Herzuma, a biosimilar form of trastuzumab that was launched in the United States in March, has received World Health Organization (WHO) prequalification status, a Celltrion Healthcare spokesman confirmed.
Trastuzumab is used for the treatment of breast cancer, and the drug has been on WHO’s list of essential medicines since 2015. About 2.1 million women contracted breast cancer in 2018 and 630,000 died from the disease, often because of late diagnosis and poor access to affordable treatment, according to WHO.
Trastuzumab is used in breast cancers that express HER2, a gene that is associated with a faster rate of cancer growth and is present in 15% to 20% of breast cancers and in some gastric cancers.

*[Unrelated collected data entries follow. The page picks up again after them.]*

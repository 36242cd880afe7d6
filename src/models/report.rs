use serde::{Deserialize, Serialize};

use super::record::DailyRecord;
use super::summary::{BuyReference, Summary};
use crate::window::{WindowMode, WindowSelector};

// ---------------------------------------------------------------------------
// StockRequest — What the caller asked for
// ---------------------------------------------------------------------------

/// A summary request: ticker, window selector, optional buy reference.
///
/// `code` may be a raw six-digit code or an exchange-suffixed one; the SDK
/// normalizes it before fetching.
#[derive(Debug, Clone, PartialEq)]
pub struct StockRequest {
    pub code: String,
    pub window: WindowSelector,
    pub buy: Option<BuyReference>,
}

impl StockRequest {
    pub fn last_n(code: impl Into<String>, n: usize) -> Self {
        Self {
            code: code.into(),
            window: WindowSelector::LastN { n, bounds: None },
            buy: None,
        }
    }

    pub fn range(code: impl Into<String>, start: chrono::NaiveDate, end: chrono::NaiveDate) -> Self {
        Self {
            code: code.into(),
            window: WindowSelector::Range { start, end },
            buy: None,
        }
    }

    pub fn with_buy(mut self, buy: Option<BuyReference>) -> Self {
        self.buy = buy;
        self
    }
}

// ---------------------------------------------------------------------------
// StockReport — The resolved window plus its summary
// ---------------------------------------------------------------------------

/// Result of one request: the selected records and their summary.
///
/// `summary` is `None` exactly when `items` is empty (the provider had no data
/// for the requested range). `start`/`end` are the bounds the provider was
/// asked for; the summary carries the bounds actually covered.
#[derive(Debug, Clone, PartialEq, Serialize, Deserialize)]
pub struct StockReport {
    pub ts_code: String,
    pub name_cn: Option<String>,
    pub mode: WindowMode,
    pub start: String,
    pub end: String,
    pub n: Option<usize>,
    pub items: Vec<DailyRecord>,
    pub summary: Option<Summary>,
}

impl StockReport {
    pub fn is_empty(&self) -> bool {
        self.items.is_empty()
    }
}
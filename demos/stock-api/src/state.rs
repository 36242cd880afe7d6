/// Shared application state available to all route handlers via Axum's
/// `State` extractor.
pub struct AppState {
    /// The async SDK. Dispatches blocking provider calls to a thread pool and
    /// owns the response cache, so handlers never cache on their own.
    pub sdk: ashare_summary::AsyncStockSummarySdk,
}
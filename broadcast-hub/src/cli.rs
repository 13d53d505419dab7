use std::{net::SocketAddr, time::Duration};

use clap::{Args, Parser, Subcommand};

use crate::config::{HandshakeConfig, ServerConfig};

#[derive(Parser, Debug)]
#[command(author, version, about, long_about = None)]
pub struct Cli {
    #[command(subcommand)]
    pub command: Command,
}

#[derive(Subcommand, Debug)]
pub enum Command {
    /// Run the hub, accepting raw TCP and WebSocket peers.
    Serve(ServeArgs),
    /// Connect to a hub and take part in the chat.
    Client(ClientArgs),
}

#[derive(Args, Debug, Clone)]
pub struct ServeArgs {
    /// Address to listen on. Without `--ws-listen` this port accepts both
    /// transports; with it, raw TCP only. Use port 0 for an ephemeral port.
    #[arg(long, default_value = "127.0.0.1:8080")]
    pub listen: SocketAddr,

    /// Separate address for WebSocket peers.
    #[arg(long)]
    pub ws_listen: Option<SocketAddr>,

    /// Payloads buffered per client before broadcasts to it are dropped.
    #[arg(long, default_value_t = 10)]
    pub queue_capacity: usize,

    /// Seconds a new peer has to identify its protocol.
    #[arg(long, default_value_t = 5)]
    pub detect_timeout_secs: u64,

    /// Origins allowed to open WebSocket connections. May be repeated;
    /// when absent every origin is accepted.
    #[arg(long = "allow-origin")]
    pub allowed_origins: Vec<String>,
}

impl ServeArgs {
    pub fn server_config(&self) -> ServerConfig {
        ServerConfig {
            queue_capacity: self.queue_capacity,
            detect_timeout: Duration::from_secs(self.detect_timeout_secs),
            handshake: HandshakeConfig {
                allowed_origins: self.allowed_origins.clone(),
                ..HandshakeConfig::default()
            },
            ..ServerConfig::default()
        }
    }
}

#[derive(Args, Debug, Clone)]
pub struct ClientArgs {
    /// Name announced when joining.
    #[arg(long)]
    pub username: String,

    /// Address of the hub.
    #[arg(long, default_value = "127.0.0.1:8080")]
    pub server: SocketAddr,

    /// Connect with a WebSocket upgrade instead of raw TCP.
    #[arg(long)]
    pub websocket: bool,
}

WHO Prequalification Status
WHO prequalification status is based on an assessment of the quality, safety, and efficacy of medicines and is intended to give providers the confidence to use medicines that are needed for high priority health concerns.
WHO has prequalified both the 150 mg and 420 mg versions of Herzuma. This is the second WHO prequalification for the Republic of Korea-based company. In May, Celltrion’s rituximab biosimilar (Truxima), used for the treatment of non-Hodgkin lymphoma and chronic lymphocytic leukemia, received WHO prequalification status, becoming the first rituximab product to gain that distinction.
Biosimilars offer a lower-cost alternative and are especially useful in lower income countries. The average global cost of trastuzumab from sources that provide the originator product, Herceptin, is $20,000, which “puts it out of reach for many women and health care systems in most countries,” WHO stated in December 2019.
This makes the second trastuzumab biosimilar to make WHO’s list of prequalified medicines. The first was a Samsung Bioepis medicine, Ontruzant, in December 2019, which WHO noted was 65% cheaper than the originator product. Ontruzant was launched in the United States in April 2020.
Herzuma was launched in the United States in March 2020 via Teva, a Celltrion partner. It received European Medicines Agency authorization in 2018.
According to a recent study, delays for treatment of breast cancer in sub-Saharan Africa (Uganda, Nigeria and Namibia) are often lengthy. Of 1325 women, cancer treatment was not initiated for at least a year for 17% of women and 14% of women with stage I-III disease. The untreated percentages were significantly higher in 2 regional Nigerian hospitals (38%).